- Coat of arms
- Coordinates: 49°36′N 6°6′E﻿ / ﻿49.600°N 6.100°E
- Country: Luxembourg
- Legislative constituency: Centre
- LAU 1: LU00003
- Communes (cities in bold): Bertrange Contern Hesperange Luxembourg Niederanven Sandweiler Schuttrange Steinsel Strassen Walferdange Weiler-la-Tour

Area
- • Total: 238.5 km^{2} (92.1 sq mi)
- • Rank: 5th of 12
- Highest elevation (8th of 12): 429 m (1,407 ft)
- Lowest elevation (8th of 12): 228 m (748 ft)

Population (2026)
- • Total: 213,766
- • Rank: 1st of 12
- • Density: 896.3/km^{2} (2,321/sq mi)
- • Rank: 1st of 12

= Canton of Luxembourg =

Luxembourg (Lëtzebuerg) is a canton in the south of the Grand Duchy of Luxembourg. Its name, like the name of the Grand Duchy itself, derives from the name of its principal city, Luxembourg (more commonly known as Luxembourg City). It is not to be confused with the former district of Luxembourg, one of three administrative units in Luxembourg abolished in October 2015.
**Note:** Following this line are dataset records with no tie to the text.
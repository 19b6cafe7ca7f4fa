//! Per-cycle validation state (§4.3).
//!
//! A [`ValidationState`] holds everything the tree walker needs while it
//! recurses down one trust anchor: the chain of certificates from the TA
//! down to the certificate currently being processed, their effective
//! resource sets, and whether the TA's public key has been confirmed to
//! match its TAL.
//!
//! The source threads this through a task-local slot so deeply recursive
//! walker code doesn't need to carry it explicitly. We don't do that here
//! (see the design notes on task-local storage): each walker call takes
//! its `&mut ValidationState` as a normal parameter, and the parallel
//! "stack of certs" / "stack of resource sets" from the source are fused
//! into one stack of [`CertFrame`] pairs.

use rpki::repository::cert::{Cert, ResourceCert};
use crate::error::Failed;
use crate::resources::ResourceSet;


//------------ PubKeyState ----------------------------------------------------

/// Whether a trust anchor's embedded public key has been checked against
/// its TAL yet.
#[derive(Clone, Copy, Debug, Eq, PartialEq)]
pub enum PubKeyState {
    Untested,
    Valid,
    Invalid,
}


//------------ CertFrame ------------------------------------------------------

/// One level of the certificate chain currently being validated.
#[derive(Clone, Debug)]
pub struct CertFrame {
    pub cert: ResourceCert,
    pub resources: ResourceSet,
}


//------------ ValidationState ------------------------------------------------

/// The state threaded through one trust anchor's validation cycle.
pub struct ValidationState {
    /// The chain of certificates from the TA (index 0) down to the one
    /// currently being processed (the top).
    chain: Vec<CertFrame>,

    /// Whether the TA's public key has been confirmed against its TAL.
    pubkey_state: PubKeyState,
}

impl ValidationState {
    /// Starts a new validation cycle for one trust anchor.
    pub fn prepare() -> Self {
        ValidationState {
            chain: Vec::new(),
            pubkey_state: PubKeyState::Untested,
        }
    }

    pub fn pubkey_state(&self) -> PubKeyState {
        self.pubkey_state
    }

    pub fn set_pubkey_state(&mut self, state: PubKeyState) {
        self.pubkey_state = state;
    }

    /// Pushes a newly validated certificate onto the chain.
    ///
    /// `is_ta` certificates with an empty resource set are rejected: an
    /// empty extension on a trust anchor is fatal (§4.1).
    pub fn push_cert(
        &mut self, cert: ResourceCert, resources: ResourceSet, is_ta: bool,
    ) -> Result<(), Failed> {
        if is_ta && resources.is_empty() {
            error!("Trust anchor certificate has an empty resource set.");
            return Err(Failed)
        }
        self.chain.push(CertFrame { cert, resources });
        Ok(())
    }

    /// Pops the top of the chain.
    ///
    /// Popping an empty chain is a bug in the walker -- every push must be
    /// matched by exactly one pop -- so this is a hard panic rather than a
    /// recoverable error.
    pub fn pop_cert(&mut self) {
        if self.chain.pop().is_none() {
            panic!("validation state: pop_cert on an empty chain");
        }
    }

    /// The certificate currently being processed, if any.
    pub fn peek_cert(&self) -> Option<&ResourceCert> {
        self.chain.last().map(|frame| &frame.cert)
    }

    /// The effective resource set of the certificate currently being
    /// processed, if any.
    pub fn peek_resources(&self) -> Option<&ResourceSet> {
        self.chain.last().map(|frame| &frame.resources)
    }

    pub fn depth(&self) -> usize {
        self.chain.len()
    }

    /// Whether `cert`'s subject key identifier already appears somewhere
    /// on the chain.
    ///
    /// The walker calls this before descending into a newly validated CA
    /// certificate: a repository that links a child back to one of its
    /// own ancestors would otherwise send the walker into an infinite
    /// recursion.
    pub fn chain_contains(&self, cert: &Cert) -> bool {
        let ski = cert.subject_key_identifier();
        self.chain.iter().any(|frame| frame.cert.subject_key_identifier() == ski)
    }

    /// Tears down the state at the end of a cycle.
    ///
    /// A non-empty chain at this point means some walker call pushed
    /// without a matching pop -- an invariant violation serious enough
    /// that we'd rather crash loudly than silently mis-validate the next
    /// certificate against the wrong parent.
    pub fn destroy(self) {
        assert!(
            self.chain.is_empty(),
            "validation state destroyed with {} certificate(s) still \
             on the chain",
            self.chain.len(),
        );
    }
}

#[cfg(test)]
mod test {
    use super::*;

    #[test]
    fn destroy_accepts_empty_chain() {
        ValidationState::prepare().destroy();
    }

    #[test]
    fn fresh_state_has_no_frames() {
        let state = ValidationState::prepare();
        assert_eq!(state.depth(), 0);
        assert!(state.peek_cert().is_none());
        assert!(state.peek_resources().is_none());
        assert_eq!(state.pubkey_state(), PubKeyState::Untested);
    }
}
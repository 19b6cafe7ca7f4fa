//! Build script.
//!
//! Records the rustc version used for the build so `--version` can report
//! it alongside the crate version.

fn main() {
    let version = rustc_version::version().map(|v| v.to_string())
        .unwrap_or_else(|_| String::from("unknown"));
    println!("cargo:rustc-env=RUSTC_VERSION={}", version);
}
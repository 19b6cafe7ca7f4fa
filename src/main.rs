#[macro_use] extern crate clap;
#[macro_use] extern crate log;

use std::env::current_dir;
use std::process::exit;
use clap::App;
use rpki_relay::{Config, ExitError, Process};

// `main` with a `Result` return insists on printing a debug message on
// error, but by the time we get here everything has already been logged,
// so we unwrap the exit code ourselves.
fn _main() -> Result<(), ExitError> {
    Process::init().map_err(ExitError::from)?;
    let cur_dir = current_dir().map_err(|err| {
        error!("Fatal: cannot get current directory ({}). Aborting.", err);
        ExitError::Config
    })?;
    let version = concat!(
        crate_version!(), " (rustc ", env!("RUSTC_VERSION"), ")"
    );
    let matches = Config::config_args(
        App::new("rpki-relay")
            .version(version)
            .author(crate_authors!())
            .about("validates RPKI repository data and serves RTR")
    ).get_matches();
    let config = Config::from_arg_matches(&matches, &cur_dir)?;
    let process = Process::new(config);
    process.run()
}

fn main() {
    match _main() {
        Ok(()) => exit(0),
        Err(err) => exit(err.exit_code()),
    }
}
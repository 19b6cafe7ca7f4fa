//! Payload data collected during validation runs.
//!
//! This module contains types to collect data during a validation run --
//! the [`ValidationReport`] -- and store the resulting data set afterwards.
//! A full such data set is a [`PayloadSnapshot`], with differences between
//! consecutive such snapshots available as [`PayloadDelta`]. A rolling
//! window of snapshot and deltas plus the session and serial bookkeeping
//! that RTR clients need is the [`History`].

pub use self::delta::PayloadDelta;
pub use self::history::{DeltaUpdate, History};
pub use self::router_key::RouterKey;
pub use self::snapshot::PayloadSnapshot;
pub use self::validation::ValidationReport;
pub use self::vrp::Vrp;

mod delta;
mod history;
mod router_key;
mod snapshot;
mod validation;
mod vrp;
//! Router keys for BGPsec (§3, §4.4.2).

use std::cmp::Ordering;
use bytes::Bytes;


//------------ RouterKey --------------------------------------------------------

/// A BGPsec router key: authorizes `asn` to sign BGPsec updates with the
/// key identified by `ski` and carried in `spki`.
#[derive(Clone, Debug, Eq, PartialEq)]
pub struct RouterKey {
    pub asn: u32,
    pub ski: [u8; 20],
    pub spki: Bytes,
}

impl RouterKey {
    pub fn new(asn: u32, ski: [u8; 20], spki: Bytes) -> Self {
        RouterKey { asn, ski, spki }
    }
}

impl PartialOrd for RouterKey {
    fn partial_cmp(&self, other: &Self) -> Option<Ordering> {
        Some(self.cmp(other))
    }
}

impl Ord for RouterKey {
    fn cmp(&self, other: &Self) -> Ordering {
        match self.asn.cmp(&other.asn) {
            Ordering::Equal => {}
            other => return other,
        }
        match self.ski.cmp(&other.ski) {
            Ordering::Equal => {}
            other => return other,
        }
        // Keeps Ord consistent with the derived Eq: two keys sharing an
        // ASN and SKI but carrying different key material must not
        // compare equal, or the snapshot merge-diff in delta.rs would
        // treat a key rotation as a no-op.
        self.spki.as_ref().cmp(other.spki.as_ref())
    }
}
It is the only canton, other than Mersch, that is entirely surrounded by other cantons and, therefore, has no international boundary.

==Administrative divisions==
Luxembourg Canton consists of the following eleven communes:

- Bertrange
- Contern
- Hesperange
- Luxembourg
- Niederanven
- Sandweiler
- Schuttrange
- Steinsel
- Strassen
- Walferdange
- Weiler-la-Tour

==Mergers==
- On 26 March 1920 the former communes of Hamm, Hollerich and Rollingergrund (all from Luxembourg Canton) were merged into the commune of Luxembourg.
- On 1 July 1920 the former commune of Eich (from Luxembourg Canton) was merged into the commune of Luxembourg.